Repression during Kim Jong Un’s decade in power leaves North Korean defectors with little hope

In the 10 years since Kim Jong Un came to power, North Korea has cracked down on people trying to leave the country, leaving many defectors with no hope of ever seeing their families and homeland again.

Even before the coronavirus pandemic reduced the number of defectors to a minimum, Kim oversaw increased controls and pressured China to tighten measures on its side of the border as well.

Only two North Korean defectors entered South Korea from April to June this year, the fewest in a single quarter, according to the South Korean Unification Ministry, which handles relations with North Korea. Activists say that several hundred can arrive in a typical quarter.

“He has unconditionally blocked all North Koreans who defect from the country,” said Ha Jin-woo, who worked as a “go-between” in North Korea to help defectors leave, before fleeing himself in 2013.

Among those who sought a new life in South Korea after Kim became a leader in 2011 following the death of his father, Kim Jong Il, some say the new leader did little to improve their lives.

“People say that living is too difficult these days because the government is taking more and more things from the people, and more people are starving,” Ha said.

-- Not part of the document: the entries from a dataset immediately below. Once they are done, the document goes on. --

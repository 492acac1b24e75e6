//! One-shot registration with the central collector.
//!
//! The collector answers with a `serverUUID` that is persisted as the sole
//! content of the identifier file. That file doubles as the "already
//! registered" marker: [`RegistrationClient::register_on_startup`] skips the
//! exchange when it exists.
//!
//! Concurrent `/register` triggers race on the delete-then-recreate of the
//! identifier file. No locking is done.

use crate::config::Settings;
use reqwest::{Client, ClientBuilder, StatusCode};
use serde::Deserialize;
use std::ffi::OsString;
use std::io::ErrorKind;
use std::path::{Path, PathBuf};
use std::time::Duration;
use thiserror::Error;
use tracing::{error, info, warn};
use url::Url;

/// Response field carrying the identifier.
pub const IDENTIFIER_FIELD: &str = "serverUUID";

#[cfg(unix)]
const IDENTIFIER_FILE_MODE: u32 = 0o755;

#[derive(Error, Debug)]
pub enum RegistrationError {
    #[error("Invalid registration URL '{url}': {source}")]
    InvalidUrl {
        url: String,
        #[source]
        source: url::ParseError,
    },

    #[error("Failed to build HTTP client: {0}")]
    Client(#[source] reqwest::Error),

    #[error("Collector request failed: {0}")]
    Request(#[source] reqwest::Error),

    #[error("Collector returned status {0}")]
    Status(StatusCode),

    #[error("Failed to read collector response: {0}")]
    Body(#[source] reqwest::Error),

    #[error("Malformed collector response: {0}")]
    MalformedResponse(String),

    #[error("Failed to persist identifier to {}: {source}", .path.display())]
    Persist {
        path: PathBuf,
        #[source]
        source: std::io::Error,
    },
}

impl RegistrationError {
    /// Name of the exchange phase that failed, for log context.
    pub fn phase(&self) -> &'static str {
        match self {
            RegistrationError::InvalidUrl { .. } => "url",
            RegistrationError::Client(_) | RegistrationError::Request(_) => "request",
            RegistrationError::Status(_) => "status",
            RegistrationError::Body(_) => "body",
            RegistrationError::MalformedResponse(_) => "response",
            RegistrationError::Persist { .. } => "persist",
        }
    }
}

#[derive(Debug, Deserialize)]
struct RegistrationResponse {
    #[serde(rename = "serverUUID")]
    server_uuid: String,
}

/// Extract the identifier from a collector response body.
pub fn parse_identifier(body: &str) -> Result<String, RegistrationError> {
    let response: RegistrationResponse = serde_json::from_str(body)
        .map_err(|e| RegistrationError::MalformedResponse(e.to_string()))?;
    let identifier = response.server_uuid.trim();
    if identifier.is_empty() {
        return Err(RegistrationError::MalformedResponse(format!(
            "empty {IDENTIFIER_FIELD}"
        )));
    }
    Ok(identifier.to_string())
}

#[derive(Debug, Clone)]
pub struct RegistrationConfig {
    /// Collector host, path and the start of the query string, e.g.
    /// `collector.example.org/registration?`.
    pub collector_url: String,
    pub server_url: String,
    pub reporter_url: String,
    pub ping_interval_secs: u64,
    pub log_count: u32,
    pub identifier_path: PathBuf,
    pub timeout: Duration,
}

impl Default for RegistrationConfig {
    fn default() -> Self {
        Self {
            collector_url: "localhost:8080/collector/registration?".to_string(),
            server_url: "http://localhost:8080/opendap".to_string(),
            reporter_url: "http://localhost:9600".to_string(),
            ping_interval_secs: 3600,
            log_count: 100,
            identifier_path: PathBuf::from("./reporter.uuid"),
            timeout: Duration::from_secs(10),
        }
    }
}

impl From<&Settings> for RegistrationConfig {
    fn from(settings: &Settings) -> Self {
        Self {
            collector_url: settings.collector_url.clone(),
            server_url: settings.server_url.clone(),
            reporter_url: settings.reporter_url.clone(),
            ping_interval_secs: settings.ping_interval_secs,
            log_count: settings.log_count,
            identifier_path: settings.identifier_path.clone(),
            timeout: settings.registration_timeout,
        }
    }
}

#[derive(Debug, Clone)]
pub struct RegistrationClient {
    client: Client,
    config: RegistrationConfig,
}

impl RegistrationClient {
    pub fn new(config: RegistrationConfig) -> Result<Self, RegistrationError> {
        let client = ClientBuilder::new()
            .timeout(config.timeout)
            .connect_timeout(config.timeout)
            .user_agent(concat!("log-reporter/", env!("CARGO_PKG_VERSION")))
            .build()
            .map_err(RegistrationError::Client)?;

        Ok(Self { client, config })
    }

    pub fn from_settings(settings: &Settings) -> Result<Self, RegistrationError> {
        Self::new(RegistrationConfig::from(settings))
    }

    pub fn identifier_path(&self) -> &Path {
        &self.config.identifier_path
    }

    /// The registration URL as configured, with query values concatenated
    /// unencoded. [`Self::build_url`] normalizes it before sending: spaces,
    /// `"`, `'`, `<`, `>`, control characters and non-ASCII bytes are
    /// percent-encoded, `&`, `=`, `|` and `/` pass through unchanged, and a
    /// `#` cuts the rest off as a fragment.
    pub fn registration_url(&self) -> String {
        let c = &self.config;
        format!(
            "http://{}serverUrl={}&reporterUrl={}&ping={}&log={}",
            c.collector_url, c.server_url, c.reporter_url, c.ping_interval_secs, c.log_count
        )
    }

    /// The URL actually sent, as normalized by [`Url::parse`].
    pub fn build_url(&self) -> Result<Url, RegistrationError> {
        let url = self.registration_url();
        Url::parse(&url).map_err(|source| RegistrationError::InvalidUrl { url, source })
    }

    /// Perform one exchange with the collector and persist the identifier,
    /// overwriting any previous one. Nothing is written if any phase fails.
    pub async fn register(&self) -> Result<String, RegistrationError> {
        let result = self.exchange().await;
        match &result {
            Ok(identifier) => info!(
                identifier = %identifier,
                "Registered with collector, identifier saved to {}",
                self.config.identifier_path.display()
            ),
            Err(e) => error!(phase = e.phase(), error = %e, "Registration with collector failed"),
        }
        result
    }

    async fn exchange(&self) -> Result<String, RegistrationError> {
        let url = self.build_url()?;
        info!("Registering with collector at {}", url);

        let response = self
            .client
            .get(url)
            .send()
            .await
            .map_err(RegistrationError::Request)?;

        let status = response.status();
        if !status.is_success() {
            return Err(RegistrationError::Status(status));
        }

        // consuming the body releases the connection
        let body = response.text().await.map_err(RegistrationError::Body)?;
        let identifier = parse_identifier(&body)?;

        persist_identifier(&self.config.identifier_path, &identifier).await?;
        Ok(identifier)
    }

    /// Startup hook: reuse a persisted identifier, otherwise register once.
    ///
    /// Failures are logged and swallowed so the service keeps running
    /// unregistered.
    pub async fn register_on_startup(&self) -> Option<String> {
        if let Some(identifier) = self.read_identifier().await {
            info!(
                identifier = %identifier,
                "Already registered, identifier read from {}",
                self.config.identifier_path.display()
            );
            return Some(identifier);
        }
        self.register().await.ok()
    }

    /// Drop the persisted identifier, if any, and register again.
    pub async fn reregister(&self) -> Result<String, RegistrationError> {
        if let Err(e) = remove_identifier(&self.config.identifier_path).await {
            error!(phase = e.phase(), error = %e, "Failed to remove identifier file");
            return Err(e);
        }
        self.register().await
    }

    /// The persisted identifier, if the file exists and is non-empty.
    pub async fn read_identifier(&self) -> Option<String> {
        match tokio::fs::read_to_string(&self.config.identifier_path).await {
            Ok(contents) => Some(contents.trim().to_string()).filter(|id| !id.is_empty()),
            Err(e) if e.kind() == ErrorKind::NotFound => None,
            Err(e) => {
                warn!(
                    "Failed to read identifier file {}: {}",
                    self.config.identifier_path.display(),
                    e
                );
                None
            }
        }
    }
}

/// Write the identifier next to `path` and rename it into place, so a
/// failed write never leaves a marker that reads as registered.
async fn persist_identifier(path: &Path, identifier: &str) -> Result<(), RegistrationError> {
    let staging = staging_path(path);
    let result = write_staged(&staging, path, identifier).await;
    if result.is_err() {
        if let Err(e) = tokio::fs::remove_file(&staging).await {
            if e.kind() != ErrorKind::NotFound {
                warn!("Failed to remove {}: {}", staging.display(), e);
            }
        }
    }
    result.map_err(|source| RegistrationError::Persist {
        path: path.to_path_buf(),
        source,
    })
}

async fn write_staged(staging: &Path, path: &Path, identifier: &str) -> std::io::Result<()> {
    tokio::fs::write(staging, identifier).await?;

    #[cfg(unix)]
    {
        use std::os::unix::fs::PermissionsExt;
        let permissions = std::fs::Permissions::from_mode(IDENTIFIER_FILE_MODE);
        tokio::fs::set_permissions(staging, permissions).await?;
    }

    tokio::fs::rename(staging, path).await
}

fn staging_path(path: &Path) -> PathBuf {
    let mut name = path
        .file_name()
        .map(OsString::from)
        .unwrap_or_else(|| OsString::from("reporter.uuid"));
    name.push(".tmp");
    path.with_file_name(name)
}

async fn remove_identifier(path: &Path) -> Result<(), RegistrationError> {
    match tokio::fs::remove_file(path).await {
        Ok(()) => {
            info!("Removed identifier file {}", path.display());
            Ok(())
        }
        Err(e) if e.kind() == ErrorKind::NotFound => Ok(()),
        Err(source) => Err(RegistrationError::Persist {
            path: path.to_path_buf(),
            source,
        }),
    }
}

But Kim has made some changes.

According to a report released by the Unification Ministry on Thursday, Kim has allowed the private sector to overtake state actors to become North Korea’s largest economic player over the past decade.

An initial rise in gross domestic product and improved livelihoods have been undermined by international sanctions imposed for Kim’s pursuit of nuclear weapons, the ministry said, while a UN rights researcher says that self-imposed pandemic border controls risk causing hunger among vulnerable North Koreans.

Style changes, like that of Kim showing apparent emotion last year during a speech on people’s hardships, have not translated into systemic reforms, and Kim has overseen the crackdown in other areas, such as foreign media.

“(Under Kim Jong Un) I felt more discipline at school,” said Park, a 23-year-old dropout who left North Korea in 2014 and asked to be identified only by his last name.

“For example, the school cracked down on school uniforms and hair. They more strictly banned South Korean movies or music.”

‘Real fears’

At least seven people have been executed under Kim for viewing or distributing K-pop videos, according to a report by a Seoul-based human rights group on Wednesday.

North Korea has not released the text of its new “anti-reactionary thinking law,” but according to the Daily NK, a Seoul-based website that reports from sources in the North, it includes long prison terms or even death for women. people caught importing or distributing foreign content, depending on the severity.

State media have said that North Korea would “collapse” if such foreign influence is allowed to proliferate.

“There are real fears that these strict measures will last much longer than the pandemic,” said Sokeel Park of Liberty in North Korea, which supports the defectors.

US-based Human Rights Watch (HRW) said its interviews with North Koreans who left after 2014, or who still have contacts there, suggest that while Kim opened up the economy, illegal border crossings became nearly impossible, corrupt practices normalized and government demands for unpaid labor increased.

“Like those of his father and grandfather, Kim Jong Un’s government is built on brutality, fear and repression, instigating systematic rights violations, economic hardship and possible famine,” said Lina Yoon, lead researcher at HRW in Korea, in a statement.

The North Korean leader’s legacy ‘is one of brutal repression, purges, executions, food insecurity, suffering’

North Korea does not respond to questions from foreign journalists, but has denied allegations by rights researchers, the United Nations and others who have criticized both the humanitarian situation and rights abuses.

Kim’s empathetic style of showing emotion resonates strongly among North Koreans who have been taught to worship their leaders as gods, said Han Ji-yeon, 30, a defector who arrived in South Korea in 2015 and now leads a YouTube channel.

“(But) if the result is always the same, I wonder if the North Koreans will not believe it at some point … even those tears will not be effective,” he said.